Pandeka Minang, julukan PSP Padang, bukan asal julukan. Tapi, punya makna yang mendalam. Pandeka itu, biasanya ‘malakek’ kepada seorang pesilat. Tidak saja lihai dalam bela diri, tapi punya juga penguasaan ilmu pengetahuan.
Bagi seorang Pandeka, tertanam pituah ‘Musuah pantang dicari, jika basuo pantang diilakkan. Pantang kalua galanggang dengan kepala tertunduk. Pantang gamang di galanggang. Tak takut apa pun yang menghadang.
Datang, bertarung dan menang, mengiring setiap langkah memasuki medan laga. Jauh panggang dari api. Pandeka Minang julukan PSP Padang, kini tak bertaji. Tak dipandang lagi.
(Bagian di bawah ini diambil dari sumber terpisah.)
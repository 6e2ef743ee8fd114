use serde::{Deserialize, Serialize};

/// Weighted association between a symptom and a condition.
///
/// Identity is the `(symptom_id, condition_id)` pair; `strength` is in `[0, 1]`.
#[derive(Debug, Clone, Copy, Serialize, Deserialize, PartialEq)]
pub struct SymptomConditionMapping {
    pub symptom_id: i64,
    pub condition_id: i64,
    pub strength: f64,
}

impl SymptomConditionMapping {
    /// Strength used when a mapping is stored without an explicit weight.
    pub const DEFAULT_STRENGTH: f64 = 0.5;
}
Sudah tak disegani galanggang rami
Gamang di Galanggang
Kisah lama tak usah di kenang. Pandeka Minang, dulu ditakuti dan disegani lawan, Betapa garangnya di pentas sepakbola nasional. Ayam Kinantan julukan PSMS Medan dibuat tak bertaji. Macan Kemayoran Julukan Persija Jakarta, dibuat tak berkutik
Maung Bandung julukan Persib Bandung, di gulung. Buaya Hijau julukan Persebaya Surabaya, diterkam. Garang di kandang sendiri maupun di kandang lawan Bahkan, juga melahirkan, pemain dan pelatih untuk tim nasional.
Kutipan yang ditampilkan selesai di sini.